以前は、コストの懸念もあり必要最小限のサイズを予測しカットしていたため、患者さんの体型によって包(くる)むには小さすぎることがありました。しかし、KAB-1214は四分割しても十分な大きさがあるので、スタッフが自主的に上肢や下肢を包むようになり(図2、図3)、保温効果も上がっているように思います。さらに、当院の手術室看護師は手術当日に患者さんに対面するため事前の体型の把握が難しいことや、年々増加する手術件数への対応もあり、一律でサイズが決まっている方が運用しやすいのだと感じました。KAB-1214は厚みがある分、体に沿わせにくい場合もありますが、端をワンタッチベルトで留めて剥がれない工夫をしています(図4)。
KAB-1214の評価として、スタッフからは核心温の低下が少なくなったとの意見が多く聞かれます。勉強会が功を奏し、スタッフが加温と保温の区別ができるようになったことで、低体温の発生数は減少している印象です。
また、垂直層流方式である手術室は、患者さんが寒さを感じやすく、以前はタオルケットを掛けても「寒い」と言われることがしばしばありましたが、KAB-1214導入後は「暖かい」と言われることが多くなりました。
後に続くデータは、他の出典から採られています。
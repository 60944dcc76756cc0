//! Delivery orders and order generation.

use std::sync::Arc;

use rustc_hash::FxHashMap;

use dn_core::{Location, OrderId, SimRng, Tick, TickInterval};
use dn_region::Region;

// ── Order ────────────────────────────────────────────────────────────────────

/// A confirmed delivery task: pick up at `restaurant`, drop off at
/// `destination`, ideally within `delivery_interval`.
#[derive(Clone, PartialEq, Debug)]
#[cfg_attr(feature = "serde", derive(serde::Serialize, serde::Deserialize))]
pub struct Order {
    id: OrderId,
    restaurant: Location,
    destination: Location,
    delivery_interval: TickInterval,
    weight: f64,
    actual_delivery_tick: Option<Tick>,
}

impl Order {
    pub fn new(
        id: OrderId,
        restaurant: Location,
        destination: Location,
        delivery_interval: TickInterval,
        weight: f64,
    ) -> Self {
        Self {
            id,
            restaurant,
            destination,
            delivery_interval,
            weight,
            actual_delivery_tick: None,
        }
    }

    #[inline]
    pub fn id(&self) -> OrderId {
        self.id
    }

    #[inline]
    pub fn restaurant(&self) -> Location {
        self.restaurant
    }

    #[inline]
    pub fn destination(&self) -> Location {
        self.destination
    }

    #[inline]
    pub fn delivery_interval(&self) -> TickInterval {
        self.delivery_interval
    }

    #[inline]
    pub fn weight(&self) -> f64 {
        self.weight
    }

    #[inline]
    pub fn actual_delivery_tick(&self) -> Option<Tick> {
        self.actual_delivery_tick
    }

    #[inline]
    pub fn is_delivered(&self) -> bool {
        self.actual_delivery_tick.is_some()
    }

    /// How far outside the delivery window this order actually arrived.
    /// `None` until delivered; `Some(0)` for an in-window delivery.
    pub fn ticks_off(&self) -> Option<u64> {
        self.actual_delivery_tick
            .map(|t| self.delivery_interval.ticks_off(t))
    }

    pub(crate) fn mark_delivered(&mut self, tick: Tick) {
        self.actual_delivery_tick = Some(tick);
    }
}

// ── OrderGenerator ───────────────────────────────────────────────────────────

/// Produces the orders that appear at a given tick.
///
/// Implementations must be deterministic per tick: repeated calls with the
/// same tick return equal orders, so a reset-and-replay run observes the
/// exact order stream of the original run.
pub trait OrderGenerator {
    fn generate(&mut self, tick: Tick) -> Vec<Order>;
}

// ── UniformOrderGenerator ────────────────────────────────────────────────────

/// Seeded random order source: uniformly chosen restaurant and neighborhood
/// pairs, uniform weights, fixed-length delivery windows.
///
/// Orders are generated lazily tick by tick and memoized, so queries are
/// deterministic regardless of how often a tick is replayed.  Create via
/// [`UniformOrderGenerator::builder`].
pub struct UniformOrderGenerator {
    region: Arc<Region>,
    rng: SimRng,
    max_orders_per_tick: usize,
    delivery_window: u64,
    max_weight: f64,
    last_tick: Tick,
    next_id: u32,
    /// Ticks `..=generated_through` are memoized.
    generated_through: Option<Tick>,
    memo: FxHashMap<Tick, Vec<Order>>,
}

impl UniformOrderGenerator {
    pub fn builder(region: Arc<Region>) -> UniformOrderGeneratorBuilder {
        UniformOrderGeneratorBuilder {
            region,
            seed: 0,
            max_orders_per_tick: 2,
            delivery_window: 20,
            max_weight: 1.0,
            last_tick: Tick(100),
        }
    }

    /// Generate (and memoize) orders for every tick up to and including
    /// `tick`, in tick order, so the RNG stream is consumed identically no
    /// matter which tick is asked for first.
    fn fill_through(&mut self, tick: Tick) {
        let start = match self.generated_through {
            Some(done) if done >= tick => return,
            Some(done) => done + 1,
            None => Tick::ZERO,
        };

        let restaurants: Vec<Location> = self
            .region
            .restaurants()
            .map(|(_, n)| n.location())
            .collect();
        let neighborhoods: Vec<Location> = self
            .region
            .neighborhoods()
            .map(|(_, n)| n.location())
            .collect();

        let mut t = start;
        while t <= tick {
            let mut orders = Vec::new();
            if t <= self.last_tick && !restaurants.is_empty() && !neighborhoods.is_empty() {
                let count = self.rng.gen_range(0..=self.max_orders_per_tick);
                for _ in 0..count {
                    let restaurant = *self.rng.choose(&restaurants).unwrap();
                    let destination = *self.rng.choose(&neighborhoods).unwrap();
                    let weight = self.rng.gen_range(0.0..=self.max_weight);
                    let interval = TickInterval::new(t, t + self.delivery_window)
                        .expect("window end >= start by construction");
                    let id = OrderId(self.next_id);
                    self.next_id += 1;
                    orders.push(Order::new(id, restaurant, destination, interval, weight));
                }
            }
            self.memo.insert(t, orders);
            t = t + 1;
        }
        self.generated_through = Some(tick);
    }
}

impl OrderGenerator for UniformOrderGenerator {
    fn generate(&mut self, tick: Tick) -> Vec<Order> {
        self.fill_through(tick);
        self.memo.get(&tick).cloned().unwrap_or_default()
    }
}

/// Builder for [`UniformOrderGenerator`].
///
/// | Method                  | Default    |
/// |-------------------------|------------|
/// | `.seed(u64)`            | 0          |
/// | `.max_orders_per_tick`  | 2          |
/// | `.delivery_window`      | 20 ticks   |
/// | `.max_weight`           | 1.0        |
/// | `.last_tick`            | T100       |
pub struct UniformOrderGeneratorBuilder {
    region: Arc<Region>,
    seed: u64,
    max_orders_per_tick: usize,
    delivery_window: u64,
    max_weight: f64,
    last_tick: Tick,
}

impl UniformOrderGeneratorBuilder {
    pub fn seed(mut self, seed: u64) -> Self {
        self.seed = seed;
        self
    }

    /// Upper bound on orders per tick (the count is uniform in `0..=max`).
    pub fn max_orders_per_tick(mut self, max: usize) -> Self {
        self.max_orders_per_tick = max;
        self
    }

    /// Length of each order's delivery window, in ticks from its creation.
    pub fn delivery_window(mut self, ticks: u64) -> Self {
        self.delivery_window = ticks;
        self
    }

    pub fn max_weight(mut self, weight: f64) -> Self {
        self.max_weight = weight;
        self
    }

    /// No orders are generated after this tick.
    pub fn last_tick(mut self, tick: Tick) -> Self {
        self.last_tick = tick;
        self
    }

    pub fn build(self) -> UniformOrderGenerator {
        UniformOrderGenerator {
            region: self.region,
            rng: SimRng::new(self.seed),
            max_orders_per_tick: self.max_orders_per_tick,
            delivery_window: self.delivery_window,
            max_weight: self.max_weight,
            last_tick: self.last_tick,
            next_id: 0,
            generated_through: None,
            memo: FxHashMap::default(),
        }
    }
}
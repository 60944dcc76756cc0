//! Simulation time model.
//!
//! # Design
//!
//! Time is a monotonically increasing `Tick` counter advanced from outside:
//! one call to the vehicle manager's `tick` advances the whole simulation by
//! exactly one logical unit.  Using an integer tick as the canonical time
//! unit means all schedule arithmetic is exact (no floating-point drift) and
//! comparisons are O(1).
//!
//! `TickInterval` is the closed `[start, end]` delivery window attached to
//! an order.  Construction with `end < start` is rejected — malformed
//! windows are a build-time error, never a silently empty interval.

use std::fmt;

use thiserror::Error;

// ── Tick ─────────────────────────────────────────────────────────────────────

/// An absolute simulation tick counter.
///
/// Stored as `u64`: at one tick per simulated second a u64 lasts ~585 billion
/// years, so overflow is not a practical concern.
#[derive(Copy, Clone, PartialEq, Eq, PartialOrd, Ord, Hash, Debug, Default)]
#[cfg_attr(feature = "serde", derive(serde::Serialize, serde::Deserialize))]
pub struct Tick(pub u64);

impl Tick {
    pub const ZERO: Tick = Tick(0);

    /// Return the tick `n` steps after `self`.
    #[inline]
    pub fn offset(self, n: u64) -> Tick {
        Tick(self.0 + n)
    }

    /// Ticks elapsed from `earlier` to `self`.
    ///
    /// # Panics
    /// Panics in debug mode if `earlier > self`.
    #[inline]
    pub fn since(self, earlier: Tick) -> u64 {
        self.0 - earlier.0
    }
}

impl std::ops::Add<u64> for Tick {
    type Output = Tick;
    #[inline]
    fn add(self, rhs: u64) -> Tick {
        Tick(self.0 + rhs)
    }
}

impl std::ops::Sub for Tick {
    type Output = u64;
    #[inline]
    fn sub(self, rhs: Tick) -> u64 {
        self.0 - rhs.0
    }
}

impl fmt::Display for Tick {
    fn fmt(&self, f: &mut fmt::Formatter<'_>) -> fmt::Result {
        write!(f, "T{}", self.0)
    }
}

// ── TickInterval ─────────────────────────────────────────────────────────────

/// Error returned when an interval's end precedes its start.
#[derive(Debug, Error, PartialEq, Eq)]
#[error("invalid tick interval: end {end} precedes start {start}")]
pub struct InvalidInterval {
    pub start: Tick,
    pub end: Tick,
}

/// A closed interval of ticks, `start <= end` by construction.
#[derive(Copy, Clone, PartialEq, Eq, Hash, Debug)]
#[cfg_attr(feature = "serde", derive(serde::Serialize, serde::Deserialize))]
pub struct TickInterval {
    start: Tick,
    end: Tick,
}

impl TickInterval {
    pub fn new(start: Tick, end: Tick) -> Result<Self, InvalidInterval> {
        if end < start {
            return Err(InvalidInterval { start, end });
        }
        Ok(Self { start, end })
    }

    #[inline]
    pub fn start(self) -> Tick {
        self.start
    }

    #[inline]
    pub fn end(self) -> Tick {
        self.end
    }

    /// Number of ticks spanned, inclusive of both endpoints' gap.
    #[inline]
    pub fn duration(self) -> u64 {
        self.end - self.start
    }

    #[inline]
    pub fn contains(self, tick: Tick) -> bool {
        self.start <= tick && tick <= self.end
    }

    /// Distance of `actual` from the interval, in ticks: 0 inside, otherwise
    /// how early (before `start`) or late (after `end`) it falls.
    pub fn ticks_off(self, actual: Tick) -> u64 {
        if actual < self.start {
            self.start - actual
        } else if actual > self.end {
            actual - self.end
        } else {
            0
        }
    }
}

impl fmt::Display for TickInterval {
    fn fmt(&self, f: &mut fmt::Formatter<'_>) -> fmt::Result {
        write!(f, "[{}, {}]", self.start, self.end)
    }
}
//! Route calculation: the `PathCalculator` contract, the default Dijkstra
//! implementation, and an LRU-cached wrapper.
//!
//! # Pluggability
//!
//! The simulation layer requests routes through the [`PathCalculator`]
//! trait, so applications can swap in custom implementations (A*,
//! contraction hierarchies, congestion models) without touching the engine.
//!
//! # Determinism
//!
//! For a fixed region and fixed endpoints a calculator must always return
//! the same route.  [`DijkstraPathCalculator`] guarantees this by relaxing
//! each node's incident edges in the region's adjacency order, which is
//! pre-sorted by the edge total order (duration, name, endpoint pair) —
//! equal-cost alternatives therefore resolve to the same winner on every
//! query.

use std::cmp::Reverse;
use std::collections::BinaryHeap;
use std::num::NonZeroUsize;
use std::sync::Mutex;

use lru::LruCache;

use dn_core::{EdgeIndex, NodeIndex};

use crate::Region;

// ── Route ────────────────────────────────────────────────────────────────────

/// The result of a routing query: an ordered list of edges from source to
/// destination and the summed travel time.
#[derive(Debug, Clone, PartialEq, Eq)]
pub struct Route {
    /// Edges to traverse in order.
    pub edges: Vec<EdgeIndex>,
    /// Total travel time in ticks.
    pub total_duration: u64,
}

impl Route {
    /// `true` if source and destination are the same node.
    pub fn is_trivial(&self) -> bool {
        self.edges.is_empty()
    }
}

// ── PathCalculator trait ─────────────────────────────────────────────────────

/// Computes a route between two nodes of the same region, minimizing total
/// duration.
///
/// An unreachable destination is an absent result (`None`), not an error —
/// whether that is acceptable is the caller's call.  `from == to` yields a
/// trivial empty route.
///
/// # Thread safety
///
/// Implementations must be `Send + Sync` so a calculator can be shared
/// behind an `Arc` alongside its region.
pub trait PathCalculator: Send + Sync {
    fn path(&self, region: &Region, from: NodeIndex, to: NodeIndex) -> Option<Route>;
}

// ── DijkstraPathCalculator ───────────────────────────────────────────────────

/// Standard Dijkstra over the region's CSR adjacency.
///
/// Edge durations are the cost.  The default calculator for the vehicle
/// manager.
#[derive(Copy, Clone, Debug, Default)]
pub struct DijkstraPathCalculator;

impl PathCalculator for DijkstraPathCalculator {
    fn path(&self, region: &Region, from: NodeIndex, to: NodeIndex) -> Option<Route> {
        dijkstra(region, from, to)
    }
}

fn dijkstra(region: &Region, from: NodeIndex, to: NodeIndex) -> Option<Route> {
    if from == to {
        return Some(Route {
            edges: vec![],
            total_duration: 0,
        });
    }

    let n = region.node_count();
    // dist[v] = best known cost (ticks) to reach v.
    let mut dist = vec![u64::MAX; n];
    // prev_edge[v] = edge that reached v; INVALID for unreached nodes.
    let mut prev_edge = vec![EdgeIndex::INVALID; n];

    dist[from.index()] = 0;

    // Min-heap: (cost, node). Reverse makes BinaryHeap (max) behave as
    // min-heap.  Secondary key NodeIndex keeps popping deterministic.
    let mut heap: BinaryHeap<Reverse<(u64, NodeIndex)>> = BinaryHeap::new();
    heap.push(Reverse((0, from)));

    while let Some(Reverse((cost, node))) = heap.pop() {
        if node == to {
            return Some(reconstruct(region, prev_edge, to, cost));
        }

        // Skip stale heap entries.
        if cost > dist[node.index()] {
            continue;
        }

        for edge in region.adjacent_edges(node) {
            let neighbor = region.neighbor_across(edge, node);
            let new_cost = cost.saturating_add(region.edge_at(edge).duration());

            if new_cost < dist[neighbor.index()] {
                dist[neighbor.index()] = new_cost;
                prev_edge[neighbor.index()] = edge;
                heap.push(Reverse((new_cost, neighbor)));
            }
        }
    }

    None
}

fn reconstruct(
    region: &Region,
    prev_edge: Vec<EdgeIndex>,
    to: NodeIndex,
    total_duration: u64,
) -> Route {
    let mut edges = Vec::new();
    let mut cur = to;
    loop {
        let e = prev_edge[cur.index()];
        if e == EdgeIndex::INVALID {
            break;
        }
        edges.push(e);
        cur = region.neighbor_across(e, cur);
    }
    edges.reverse();
    Route {
        edges,
        total_duration,
    }
}

// ── CachedPathCalculator ─────────────────────────────────────────────────────

/// LRU-cached wrapper around any [`PathCalculator`].
///
/// Cache key is the `(from, to)` index pair; negative results (unreachable
/// pairs) are cached too.  Build one wrapper per region — arena indices are
/// only meaningful for the region they came from.
pub struct CachedPathCalculator<P> {
    inner: P,
    cache: Mutex<LruCache<(NodeIndex, NodeIndex), Option<Route>>>,
}

impl<P: PathCalculator> CachedPathCalculator<P> {
    /// Wrap `inner` with a cache of the given capacity (at least 1).
    pub fn new(inner: P, capacity: usize) -> Self {
        Self {
            inner,
            cache: Mutex::new(LruCache::new(
                NonZeroUsize::new(capacity.max(1)).expect("capacity clamped to >= 1"),
            )),
        }
    }
}

impl<P: PathCalculator> PathCalculator for CachedPathCalculator<P> {
    fn path(&self, region: &Region, from: NodeIndex, to: NodeIndex) -> Option<Route> {
        let key = (from, to);

        if let Ok(mut cache) = self.cache.lock() {
            if let Some(hit) = cache.get(&key) {
                return hit.clone();
            }
        }

        let result = self.inner.path(region, from, to);

        if let Ok(mut cache) = self.cache.lock() {
            cache.put(key, result.clone());
        }

        result
    }
}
他部署のスタッフにも好評です。脳外科血管内治療などの場合は、手術室で麻酔導入を行ってから患者さんをアンギオ室に移動することがあります。以前は移動直前まで加温しタオルケットのみを掛けてアンギオ室に移動していたのですが、最近はKAB-1214とタオルケットを掛けるようにしています。KAB-1214はアンギオ室での治療終了後に廃棄してもらいます。
最近、プレウォーミングという言葉が一人歩きしているように感じます。プレウォーミングとは術前加温のことで、強制温風式加温がより効果的といわれています。そのため、出棟時に患者さんに靴下を履いてもらう、ベッドを温める、室温を上げるといったことだけでは効果は限定的かと考えます。加温と保温の区別ができれば、体温管理が理解しやすくなると思います。
正常体温維持の目的は、術後合併症の防止です。しかし、核心温だけに着目し体温管理していてもシバリングが起こることがあります。低体温による合併症を防ぐためには麻酔導入前の核心温と末梢温にも着目することが必要だと思います。今後は核心温と末梢温のバランスをとった体温管理が実現できるよう取り組んでいきます。
加温ブランケットとKAB-1214の同時導入は手術室看護師が体温管理の重要性を見直す良い機会になったと思います。